(INPUT DATA Opens)

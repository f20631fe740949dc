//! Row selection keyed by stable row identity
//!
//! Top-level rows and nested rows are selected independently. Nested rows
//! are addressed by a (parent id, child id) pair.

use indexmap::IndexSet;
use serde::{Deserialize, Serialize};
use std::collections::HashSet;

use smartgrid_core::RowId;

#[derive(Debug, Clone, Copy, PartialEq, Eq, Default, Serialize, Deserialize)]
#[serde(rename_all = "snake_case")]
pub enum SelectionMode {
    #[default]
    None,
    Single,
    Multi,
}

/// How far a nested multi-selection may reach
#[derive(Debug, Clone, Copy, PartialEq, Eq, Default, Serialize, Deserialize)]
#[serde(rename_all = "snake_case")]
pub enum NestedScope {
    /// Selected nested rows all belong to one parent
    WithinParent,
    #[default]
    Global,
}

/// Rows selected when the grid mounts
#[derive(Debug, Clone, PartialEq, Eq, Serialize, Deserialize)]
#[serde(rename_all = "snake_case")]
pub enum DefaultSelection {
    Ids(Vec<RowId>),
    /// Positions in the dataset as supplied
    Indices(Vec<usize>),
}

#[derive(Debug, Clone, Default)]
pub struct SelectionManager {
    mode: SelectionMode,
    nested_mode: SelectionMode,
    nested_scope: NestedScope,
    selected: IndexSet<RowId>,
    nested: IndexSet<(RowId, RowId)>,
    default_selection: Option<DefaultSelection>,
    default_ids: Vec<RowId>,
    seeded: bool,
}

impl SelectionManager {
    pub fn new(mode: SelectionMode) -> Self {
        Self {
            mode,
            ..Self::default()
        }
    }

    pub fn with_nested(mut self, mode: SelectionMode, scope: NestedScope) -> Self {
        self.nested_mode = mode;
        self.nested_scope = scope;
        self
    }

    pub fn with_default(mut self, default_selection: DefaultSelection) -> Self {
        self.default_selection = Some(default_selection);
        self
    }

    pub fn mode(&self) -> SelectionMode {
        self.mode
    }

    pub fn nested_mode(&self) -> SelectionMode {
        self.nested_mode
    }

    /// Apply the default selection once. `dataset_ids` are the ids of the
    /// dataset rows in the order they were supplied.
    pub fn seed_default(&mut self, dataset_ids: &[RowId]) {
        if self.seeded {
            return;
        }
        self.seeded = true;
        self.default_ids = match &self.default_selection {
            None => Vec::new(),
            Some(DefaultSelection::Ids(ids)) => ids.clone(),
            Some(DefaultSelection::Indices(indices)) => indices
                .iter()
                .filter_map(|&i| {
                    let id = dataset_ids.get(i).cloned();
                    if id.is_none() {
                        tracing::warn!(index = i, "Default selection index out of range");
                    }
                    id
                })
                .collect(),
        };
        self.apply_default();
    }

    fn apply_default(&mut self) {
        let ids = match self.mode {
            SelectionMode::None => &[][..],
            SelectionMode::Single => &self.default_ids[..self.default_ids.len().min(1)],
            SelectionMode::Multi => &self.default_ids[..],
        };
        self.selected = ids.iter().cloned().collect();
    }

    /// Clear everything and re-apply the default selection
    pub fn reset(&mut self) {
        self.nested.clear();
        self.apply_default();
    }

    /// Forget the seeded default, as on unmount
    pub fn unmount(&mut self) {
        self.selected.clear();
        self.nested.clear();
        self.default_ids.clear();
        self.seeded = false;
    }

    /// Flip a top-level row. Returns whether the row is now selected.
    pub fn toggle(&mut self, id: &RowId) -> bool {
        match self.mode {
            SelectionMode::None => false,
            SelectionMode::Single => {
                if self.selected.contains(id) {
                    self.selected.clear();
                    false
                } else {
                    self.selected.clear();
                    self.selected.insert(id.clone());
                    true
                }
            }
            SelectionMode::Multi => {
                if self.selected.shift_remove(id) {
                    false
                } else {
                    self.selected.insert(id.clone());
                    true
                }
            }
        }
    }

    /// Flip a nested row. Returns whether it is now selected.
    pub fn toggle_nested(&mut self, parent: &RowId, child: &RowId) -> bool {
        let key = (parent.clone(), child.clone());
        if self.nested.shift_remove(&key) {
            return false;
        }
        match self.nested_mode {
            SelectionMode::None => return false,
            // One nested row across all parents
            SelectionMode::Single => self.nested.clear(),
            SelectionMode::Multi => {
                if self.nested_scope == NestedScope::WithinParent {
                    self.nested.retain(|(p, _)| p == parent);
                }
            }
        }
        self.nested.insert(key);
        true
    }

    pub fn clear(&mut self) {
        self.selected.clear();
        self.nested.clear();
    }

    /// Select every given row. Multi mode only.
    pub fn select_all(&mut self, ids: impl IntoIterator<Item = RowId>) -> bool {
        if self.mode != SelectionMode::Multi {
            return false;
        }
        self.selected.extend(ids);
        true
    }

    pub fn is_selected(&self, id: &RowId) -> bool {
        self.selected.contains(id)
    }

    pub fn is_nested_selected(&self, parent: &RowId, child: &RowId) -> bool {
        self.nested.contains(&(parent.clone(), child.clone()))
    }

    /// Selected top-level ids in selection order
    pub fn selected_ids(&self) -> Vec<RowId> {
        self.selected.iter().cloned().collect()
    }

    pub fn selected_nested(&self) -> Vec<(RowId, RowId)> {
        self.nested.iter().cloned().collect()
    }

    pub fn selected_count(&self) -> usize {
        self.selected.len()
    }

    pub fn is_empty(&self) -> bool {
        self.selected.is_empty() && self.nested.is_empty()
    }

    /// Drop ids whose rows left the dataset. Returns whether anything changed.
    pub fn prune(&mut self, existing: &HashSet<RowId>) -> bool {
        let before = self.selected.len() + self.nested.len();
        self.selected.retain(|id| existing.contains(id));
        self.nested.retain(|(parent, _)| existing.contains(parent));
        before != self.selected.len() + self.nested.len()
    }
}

(INPUT DATA Closes)

[WHAT TO DO]
What is needed is each line from the records with the word "Deserialize" in it.

[SOLVED EXERCISE]
use serde::{Deserialize, Serialize};
#[derive(Debug, Clone, Copy, PartialEq, Eq, Default, Serialize, Deserialize)]
#[derive(Debug, Clone, Copy, PartialEq, Eq, Default, Serialize, Deserialize)]
#[derive(Debug, Clone, PartialEq, Eq, Serialize, Deserialize)]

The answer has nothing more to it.